Repeat each entry in full, exactly.

━━━━━━━━━━━━━━━━━━━━

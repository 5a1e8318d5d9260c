//! Tracing setup.
//!
//! Filter comes from `CHECKPOST_LOG`, falling back to `RUST_LOG`, defaulting
//! to `info`. `CHECKPOST_LOG_FORMAT=json` switches to JSON lines for log
//! shippers. Output goes to stderr so command output stays clean on stdout.

use tracing_subscriber::EnvFilter;

const FILTER_ENV: &str = "CHECKPOST_LOG";
const FORMAT_ENV: &str = "CHECKPOST_LOG_FORMAT";

pub fn init() {
    let filter = EnvFilter::try_from_env(FILTER_ENV)
        .or_else(|_| EnvFilter::try_from_default_env())
        .unwrap_or_else(|_| EnvFilter::new("info"));

    let json = std::env::var(FORMAT_ENV).is_ok_and(|v| v.eq_ignore_ascii_case("json"));

    let builder = tracing_subscriber::fmt()
        .with_env_filter(filter)
        .with_writer(std::io::stderr);

    // try_init so a second call (tests) is a no-op instead of a panic.
    if json {
        let _ = builder.json().try_init();
    } else {
        let _ = builder.try_init();
    }
}
//! Per-identity wizard state.
//!
//! A session remembers what the next message from an identity means. It is
//! process-memory only: a restart silently drops any in-flight wizard,
//! which is acceptable because every wizard is restartable and no step
//! mutates anything before it completes.

use std::collections::HashMap;

use crate::model::Identity;

/// Wizard mode, with the pending item name attached where one exists.
#[derive(Debug, Clone, PartialEq, Eq, Default)]
pub enum Session {
    #[default]
    Idle,
    /// The next text message is a candidate item name.
    Adding,
    /// Waiting for the admin to pick which item to edit.
    Editing,
    /// Waiting for a status choice for `key`.
    ChoosingValue { key: String },
}

impl Session {
    /// The item name mid-edit, if any.
    pub fn pending_key(&self) -> Option<&str> {
        match self {
            Self::ChoosingValue { key } => Some(key),
            _ => None,
        }
    }
}

/// Lazily-populated map of identity → session. Absent means `Idle`.
#[derive(Debug, Default)]
pub struct SessionMap {
    sessions: HashMap<Identity, Session>,
}

impl SessionMap {
    pub fn new() -> Self {
        Self::default()
    }

    pub fn get(&self, id: Identity) -> Session {
        self.sessions.get(&id).cloned().unwrap_or_default()
    }

    pub fn set(&mut self, id: Identity, session: Session) {
        if session == Session::Idle {
            self.sessions.remove(&id);
        } else {
            self.sessions.insert(id, session);
        }
    }

    /// Back to `Idle`: wizard completed, cancelled, or abandoned.
    pub fn reset(&mut self, id: Identity) {
        self.sessions.remove(&id);
    }
}

#[cfg(test)]
mod tests {
    use super::*;

    #[test]
    fn unknown_identity_is_idle() {
        let sessions = SessionMap::new();
        assert_eq!(sessions.get(99), Session::Idle);
    }

    #[test]
    fn set_and_reset() {
        let mut sessions = SessionMap::new();
        sessions.set(1, Session::Editing);
        assert_eq!(sessions.get(1), Session::Editing);

        sessions.set(
            1,
            Session::ChoosingValue {
                key: "FOO".to_string(),
            },
        );
        assert_eq!(sessions.get(1).pending_key(), Some("FOO"));

        sessions.reset(1);
        assert_eq!(sessions.get(1), Session::Idle);
        assert_eq!(sessions.get(1).pending_key(), None);
    }

    #[test]
    fn setting_idle_clears_the_entry() {
        let mut sessions = SessionMap::new();
        sessions.set(1, Session::Adding);
        sessions.set(1, Session::Idle);
        assert_eq!(sessions.get(1), Session::Idle);
    }

    #[test]
    fn sessions_are_independent_per_identity() {
        let mut sessions = SessionMap::new();
        sessions.set(1, Session::Adding);
        sessions.set(2, Session::Editing);
        assert_eq!(sessions.get(1), Session::Adding);
        assert_eq!(sessions.get(2), Session::Editing);
        sessions.reset(1);
        assert_eq!(sessions.get(2), Session::Editing);
    }
}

━━━━━━━━━━━━━━━━━━━━

**EXERCISE ANSWER:**
repository 5a1e8318d5d9260c
//! Tracing setup.
//!
//! Filter comes from `CHECKPOST_LOG`, falling back to `RUST_LOG`, defaulting
//! to `info`. `CHECKPOST_LOG_FORMAT=json` switches to JSON lines for log
//! shippers. Output goes to stderr so command output stays clean on stdout.

use tracing_subscriber::EnvFilter;

const FILTER_ENV: &str = "CHECKPOST_LOG";
const FORMAT_ENV: &str = "CHECKPOST_LOG_FORMAT";

pub fn init() {
    let filter = EnvFilter::try_from_env(FILTER_ENV)
        .or_else(|_| EnvFilter::try_from_default_env())
        .unwrap_or_else(|_| EnvFilter::new("info"));

    let json = std::env::var(FORMAT_ENV).is_ok_and(|v| v.eq_ignore_ascii_case("json"));

    let builder = tracing_subscriber::fmt()
        .with_env_filter(filter)
        .with_writer(std::io::stderr);

    // try_init so a second call (tests) is a no-op instead of a panic.
    if json {
        let _ = builder.json().try_init();
    } else {
        let _ = builder.try_init();
    }
}
//! Per-identity wizard state.
//!
//! A session remembers what the next message from an identity means. It is
//! process-memory only: a restart silently drops any in-flight wizard,
//! which is acceptable because every wizard is restartable and no step
//! mutates anything before it completes.

use std::collections::HashMap;

use crate::model::Identity;

/// Wizard mode, with the pending item name attached where one exists.
#[derive(Debug, Clone, PartialEq, Eq, Default)]
pub enum Session {
    #[default]
    Idle,
    /// The next text message is a candidate item name.
    Adding,
    /// Waiting for the admin to pick which item to edit.
    Editing,
    /// Waiting for a status choice for `key`.
    ChoosingValue { key: String },
}

impl Session {
    /// The item name mid-edit, if any.
    pub fn pending_key(&self) -> Option<&str> {
        match self {
            Self::ChoosingValue { key } => Some(key),
            _ => None,
        }
    }
}

/// Lazily-populated map of identity → session. Absent means `Idle`.
#[derive(Debug, Default)]
pub struct SessionMap {
    sessions: HashMap<Identity, Session>,
}

impl SessionMap {
    pub fn new() -> Self {
        Self::default()
    }

    pub fn get(&self, id: Identity) -> Session {
        self.sessions.get(&id).cloned().unwrap_or_default()
    }

    pub fn set(&mut self, id: Identity, session: Session) {
        if session == Session::Idle {
            self.sessions.remove(&id);
        } else {
            self.sessions.insert(id, session);
        }
    }

    /// Back to `Idle`: wizard completed, cancelled, or abandoned.
    pub fn reset(&mut self, id: Identity) {
        self.sessions.remove(&id);
    }
}

#[cfg(test)]
mod tests {
    use super::*;

    #[test]
    fn unknown_identity_is_idle() {
        let sessions = SessionMap::new();
        assert_eq!(sessions.get(99), Session::Idle);
    }

    #[test]
    fn set_and_reset() {
        let mut sessions = SessionMap::new();
        sessions.set(1, Session::Editing);
        assert_eq!(sessions.get(1), Session::Editing);

        sessions.set(
            1,
            Session::ChoosingValue {
                key: "FOO".to_string(),
            },
        );
        assert_eq!(sessions.get(1).pending_key(), Some("FOO"));

        sessions.reset(1);
        assert_eq!(sessions.get(1), Session::Idle);
        assert_eq!(sessions.get(1).pending_key(), None);
    }

    #[test]
    fn setting_idle_clears_the_entry() {
        let mut sessions = SessionMap::new();
        sessions.set(1, Session::Adding);
        sessions.set(1, Session::Idle);
        assert_eq!(sessions.get(1), Session::Idle);
    }

    #[test]
    fn sessions_are_independent_per_identity() {
        let mut sessions = SessionMap::new();
        sessions.set(1, Session::Adding);
        sessions.set(2, Session::Editing);
        assert_eq!(sessions.get(1), Session::Adding);
        assert_eq!(sessions.get(2), Session::Editing);
        sessions.reset(1);
        assert_eq!(sessions.get(2), Session::Editing);
    }
}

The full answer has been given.